[Saved entries]
*** Block opens ***
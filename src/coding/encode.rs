use thiserror::Error;

pub trait Encode: Sized {
	fn encode<W: bytes::BufMut>(&self, w: &mut W) -> Result<(), EncodeError>;

	// Helper function to make sure we have enough bytes to encode
	fn encode_remaining<W: bytes::BufMut>(buf: &mut W, required: usize) -> Result<(), EncodeError> {
		let needed = required.saturating_sub(buf.remaining_mut());
		if needed > 0 {
			Err(EncodeError::More(needed))
		} else {
			Ok(())
		}
	}
}

/// An encode error.
#[derive(Error, Debug, Clone)]
pub enum EncodeError {
	#[error("short buffer")]
	More(usize),

	/// Multi-object stream framings require a known payload length up front.
	#[error("missing length")]
	MissingLength,

	#[error("missing field")]
	MissingField,

	#[error("bounds exceeded")]
	BoundsExceeded,
}

impl Encode for u8 {
	fn encode<W: bytes::BufMut>(&self, w: &mut W) -> Result<(), EncodeError> {
		Self::encode_remaining(w, 1)?;
		w.put_u8(*self);
		Ok(())
	}
}

impl Encode for String {
	fn encode<W: bytes::BufMut>(&self, w: &mut W) -> Result<(), EncodeError> {
		self.as_str().encode(w)
	}
}

impl Encode for &str {
	fn encode<W: bytes::BufMut>(&self, w: &mut W) -> Result<(), EncodeError> {
		self.len().encode(w)?;
		Self::encode_remaining(w, self.len())?;
		w.put_slice(self.as_bytes());
		Ok(())
	}
}

impl Encode for Vec<u8> {
	fn encode<W: bytes::BufMut>(&self, w: &mut W) -> Result<(), EncodeError> {
		self.len().encode(w)?;
		Self::encode_remaining(w, self.len())?;
		w.put_slice(self);
		Ok(())
	}
}
//! An implementation of the Media over QUIC Transport (MoQT) protocol.
//!
//! MoQT is a pub/sub protocol over QUIC, designed for live media but generic
//! enough for any live data. This crate provides the wire codec for every
//! control and data frame plus the per-connection [session::Session] engine,
//! running on any WebTransport-like [transport::Session].
//!
//! The specification is a work in progress and will change.
//! See the [IETF draft](https://datatracker.ietf.org/doc/draft-ietf-moq-transport/) for updates.
mod coding;
mod error;
mod util;

pub mod data;
pub mod dejitter;
pub mod message;
pub mod serve;
pub mod session;
pub mod setup;
pub mod transport;

pub use coding::{Decode, DecodeError, Encode, EncodeError, Params, VarInt};
pub use error::MoqError;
*** Block closes ***
— WHAT THE TASK REQUIRES —
Where does the word "coding" appear in the records above? Return every line that holds it.

— THE ANSWER —
filename src/coding/encode.rs
mod coding;
pub use coding::{Decode, DecodeError, Encode, EncodeError, Params, VarInt};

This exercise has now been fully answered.